- Exercise prompt: Identify each line below that contains the word "acceptable", and copy it out.

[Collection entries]
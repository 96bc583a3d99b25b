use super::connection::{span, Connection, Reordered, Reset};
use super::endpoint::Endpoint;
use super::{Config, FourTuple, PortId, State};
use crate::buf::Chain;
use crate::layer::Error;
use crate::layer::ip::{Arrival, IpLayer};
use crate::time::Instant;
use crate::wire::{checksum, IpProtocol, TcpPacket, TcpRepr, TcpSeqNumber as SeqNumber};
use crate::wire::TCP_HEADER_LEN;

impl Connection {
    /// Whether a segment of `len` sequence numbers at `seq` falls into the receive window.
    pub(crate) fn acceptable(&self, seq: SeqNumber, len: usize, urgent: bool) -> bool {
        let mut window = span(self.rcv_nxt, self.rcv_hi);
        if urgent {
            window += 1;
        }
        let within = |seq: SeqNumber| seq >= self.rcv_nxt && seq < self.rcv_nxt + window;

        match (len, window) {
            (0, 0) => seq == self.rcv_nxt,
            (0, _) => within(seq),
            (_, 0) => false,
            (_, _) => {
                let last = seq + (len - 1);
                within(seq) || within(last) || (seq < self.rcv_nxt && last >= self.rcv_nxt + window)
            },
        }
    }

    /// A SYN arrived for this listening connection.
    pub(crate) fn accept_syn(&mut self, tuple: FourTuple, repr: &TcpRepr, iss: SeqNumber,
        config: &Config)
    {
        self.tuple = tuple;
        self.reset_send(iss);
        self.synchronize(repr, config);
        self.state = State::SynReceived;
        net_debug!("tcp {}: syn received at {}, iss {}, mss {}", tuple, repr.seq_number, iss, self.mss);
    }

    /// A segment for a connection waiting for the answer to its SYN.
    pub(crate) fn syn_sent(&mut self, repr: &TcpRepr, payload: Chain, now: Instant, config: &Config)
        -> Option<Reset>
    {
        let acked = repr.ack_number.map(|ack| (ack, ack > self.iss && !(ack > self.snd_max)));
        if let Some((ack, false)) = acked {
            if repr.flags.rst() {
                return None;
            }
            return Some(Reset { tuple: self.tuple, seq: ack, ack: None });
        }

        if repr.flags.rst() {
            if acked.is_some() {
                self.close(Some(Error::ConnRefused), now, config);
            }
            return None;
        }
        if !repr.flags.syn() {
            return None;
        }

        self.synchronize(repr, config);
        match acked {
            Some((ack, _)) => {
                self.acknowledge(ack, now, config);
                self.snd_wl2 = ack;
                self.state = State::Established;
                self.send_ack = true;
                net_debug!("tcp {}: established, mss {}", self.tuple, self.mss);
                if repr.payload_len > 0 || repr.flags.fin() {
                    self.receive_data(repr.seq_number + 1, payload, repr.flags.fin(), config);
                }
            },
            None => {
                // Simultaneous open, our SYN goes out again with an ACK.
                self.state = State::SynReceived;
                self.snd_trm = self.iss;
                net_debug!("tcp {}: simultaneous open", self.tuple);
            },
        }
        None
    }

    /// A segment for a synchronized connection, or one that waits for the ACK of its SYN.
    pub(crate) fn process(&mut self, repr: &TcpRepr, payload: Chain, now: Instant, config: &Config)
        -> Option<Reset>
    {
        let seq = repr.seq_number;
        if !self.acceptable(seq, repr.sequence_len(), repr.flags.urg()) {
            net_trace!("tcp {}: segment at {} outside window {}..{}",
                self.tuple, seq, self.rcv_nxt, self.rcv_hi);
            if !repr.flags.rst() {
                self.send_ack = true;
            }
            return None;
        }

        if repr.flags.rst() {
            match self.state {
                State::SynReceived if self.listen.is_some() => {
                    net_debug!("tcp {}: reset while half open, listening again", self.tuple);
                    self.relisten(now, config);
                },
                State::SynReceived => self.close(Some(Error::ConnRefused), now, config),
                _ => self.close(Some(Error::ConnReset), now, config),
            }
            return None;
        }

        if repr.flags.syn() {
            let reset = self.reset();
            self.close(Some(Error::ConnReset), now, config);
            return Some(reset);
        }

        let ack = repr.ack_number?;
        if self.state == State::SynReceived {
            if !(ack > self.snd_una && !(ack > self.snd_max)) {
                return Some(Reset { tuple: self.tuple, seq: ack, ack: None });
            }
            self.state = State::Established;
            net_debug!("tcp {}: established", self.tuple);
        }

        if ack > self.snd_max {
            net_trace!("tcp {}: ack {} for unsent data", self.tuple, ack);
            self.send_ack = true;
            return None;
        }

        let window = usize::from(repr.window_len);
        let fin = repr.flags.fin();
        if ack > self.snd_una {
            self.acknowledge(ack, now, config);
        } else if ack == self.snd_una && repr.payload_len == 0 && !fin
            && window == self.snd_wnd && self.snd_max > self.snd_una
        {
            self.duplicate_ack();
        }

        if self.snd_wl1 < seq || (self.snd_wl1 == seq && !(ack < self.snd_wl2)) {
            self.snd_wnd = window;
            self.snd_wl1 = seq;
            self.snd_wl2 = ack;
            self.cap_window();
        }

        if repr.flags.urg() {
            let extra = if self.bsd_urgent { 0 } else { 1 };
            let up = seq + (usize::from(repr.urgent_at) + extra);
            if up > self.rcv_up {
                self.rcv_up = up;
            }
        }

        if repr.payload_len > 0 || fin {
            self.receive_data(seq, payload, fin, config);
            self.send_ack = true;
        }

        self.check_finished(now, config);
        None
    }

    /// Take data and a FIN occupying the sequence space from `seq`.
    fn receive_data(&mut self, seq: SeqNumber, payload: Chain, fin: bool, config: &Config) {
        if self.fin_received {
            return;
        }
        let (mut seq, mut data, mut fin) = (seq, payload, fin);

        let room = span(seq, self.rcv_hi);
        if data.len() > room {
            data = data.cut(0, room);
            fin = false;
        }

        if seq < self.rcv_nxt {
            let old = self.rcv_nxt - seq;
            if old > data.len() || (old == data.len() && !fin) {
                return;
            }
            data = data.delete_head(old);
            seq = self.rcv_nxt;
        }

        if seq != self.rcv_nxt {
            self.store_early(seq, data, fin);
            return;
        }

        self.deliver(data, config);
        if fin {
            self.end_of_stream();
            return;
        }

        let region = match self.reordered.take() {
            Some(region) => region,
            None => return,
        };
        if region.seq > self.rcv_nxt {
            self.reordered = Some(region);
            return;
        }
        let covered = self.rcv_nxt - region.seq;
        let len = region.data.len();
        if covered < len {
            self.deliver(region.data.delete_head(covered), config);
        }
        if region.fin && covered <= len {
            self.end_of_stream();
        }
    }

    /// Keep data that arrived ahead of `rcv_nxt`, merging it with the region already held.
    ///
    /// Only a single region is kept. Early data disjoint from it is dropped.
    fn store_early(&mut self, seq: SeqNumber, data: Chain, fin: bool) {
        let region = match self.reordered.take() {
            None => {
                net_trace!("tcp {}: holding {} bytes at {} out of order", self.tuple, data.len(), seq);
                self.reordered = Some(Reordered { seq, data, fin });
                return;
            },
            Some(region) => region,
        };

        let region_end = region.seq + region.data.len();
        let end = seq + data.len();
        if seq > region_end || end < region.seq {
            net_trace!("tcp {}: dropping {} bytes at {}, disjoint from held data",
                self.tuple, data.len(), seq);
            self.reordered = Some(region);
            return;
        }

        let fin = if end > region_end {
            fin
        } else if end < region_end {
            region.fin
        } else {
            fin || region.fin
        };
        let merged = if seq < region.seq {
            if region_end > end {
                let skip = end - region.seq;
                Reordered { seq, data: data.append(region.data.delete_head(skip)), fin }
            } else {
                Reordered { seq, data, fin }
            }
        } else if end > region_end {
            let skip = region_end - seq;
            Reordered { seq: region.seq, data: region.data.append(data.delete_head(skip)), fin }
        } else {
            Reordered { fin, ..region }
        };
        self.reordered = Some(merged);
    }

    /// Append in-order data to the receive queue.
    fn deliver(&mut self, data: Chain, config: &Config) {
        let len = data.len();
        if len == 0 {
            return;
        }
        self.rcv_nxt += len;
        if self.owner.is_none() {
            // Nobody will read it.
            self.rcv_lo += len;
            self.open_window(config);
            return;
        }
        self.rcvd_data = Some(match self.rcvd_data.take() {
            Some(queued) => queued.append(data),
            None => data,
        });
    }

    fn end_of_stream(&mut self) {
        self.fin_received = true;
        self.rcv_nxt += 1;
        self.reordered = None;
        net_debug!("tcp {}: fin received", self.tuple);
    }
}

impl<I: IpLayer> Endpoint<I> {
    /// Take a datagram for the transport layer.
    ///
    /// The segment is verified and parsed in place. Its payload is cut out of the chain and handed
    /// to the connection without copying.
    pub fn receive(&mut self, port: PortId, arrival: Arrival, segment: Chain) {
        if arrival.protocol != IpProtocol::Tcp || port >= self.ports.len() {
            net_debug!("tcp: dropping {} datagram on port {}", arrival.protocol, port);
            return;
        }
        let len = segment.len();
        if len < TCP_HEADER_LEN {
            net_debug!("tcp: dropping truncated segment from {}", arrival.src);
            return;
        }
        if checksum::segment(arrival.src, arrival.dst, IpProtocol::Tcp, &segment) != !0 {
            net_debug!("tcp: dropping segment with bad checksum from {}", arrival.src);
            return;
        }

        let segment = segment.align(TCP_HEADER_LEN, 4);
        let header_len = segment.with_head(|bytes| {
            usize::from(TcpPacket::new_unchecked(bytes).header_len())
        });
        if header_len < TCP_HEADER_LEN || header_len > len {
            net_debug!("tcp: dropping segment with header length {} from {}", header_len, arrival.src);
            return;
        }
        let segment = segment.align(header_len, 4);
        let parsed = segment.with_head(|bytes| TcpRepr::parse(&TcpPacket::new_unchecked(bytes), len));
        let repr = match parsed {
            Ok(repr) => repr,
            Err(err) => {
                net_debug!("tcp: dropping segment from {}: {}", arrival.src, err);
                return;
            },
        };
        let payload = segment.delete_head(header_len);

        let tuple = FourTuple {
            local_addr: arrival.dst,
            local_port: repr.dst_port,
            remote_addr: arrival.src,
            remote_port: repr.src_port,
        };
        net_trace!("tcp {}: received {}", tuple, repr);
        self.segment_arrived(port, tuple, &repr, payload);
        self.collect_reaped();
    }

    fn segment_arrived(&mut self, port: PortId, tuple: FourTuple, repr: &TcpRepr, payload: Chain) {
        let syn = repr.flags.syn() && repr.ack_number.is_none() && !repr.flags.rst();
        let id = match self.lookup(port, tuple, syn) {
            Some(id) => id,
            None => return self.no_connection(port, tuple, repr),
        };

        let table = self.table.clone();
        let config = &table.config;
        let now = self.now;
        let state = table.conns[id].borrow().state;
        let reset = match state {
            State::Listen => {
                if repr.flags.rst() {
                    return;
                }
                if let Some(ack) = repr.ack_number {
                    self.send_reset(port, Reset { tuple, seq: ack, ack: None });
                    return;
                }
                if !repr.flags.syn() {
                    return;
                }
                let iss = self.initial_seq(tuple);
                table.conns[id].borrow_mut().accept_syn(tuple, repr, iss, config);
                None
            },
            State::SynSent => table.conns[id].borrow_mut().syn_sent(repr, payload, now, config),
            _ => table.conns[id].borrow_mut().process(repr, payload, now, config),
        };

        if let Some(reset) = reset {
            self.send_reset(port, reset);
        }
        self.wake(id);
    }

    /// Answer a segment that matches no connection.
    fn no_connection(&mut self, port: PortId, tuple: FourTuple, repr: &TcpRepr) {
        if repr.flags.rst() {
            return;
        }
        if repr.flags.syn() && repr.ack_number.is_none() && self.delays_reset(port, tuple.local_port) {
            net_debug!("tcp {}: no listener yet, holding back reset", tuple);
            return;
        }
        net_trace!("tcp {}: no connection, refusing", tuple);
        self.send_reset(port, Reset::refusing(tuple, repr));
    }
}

- Response:
    pub(crate) fn acceptable(&self, seq: SeqNumber, len: usize, urgent: bool) -> bool {
        if !self.acceptable(seq, repr.sequence_len(), repr.flags.urg()) {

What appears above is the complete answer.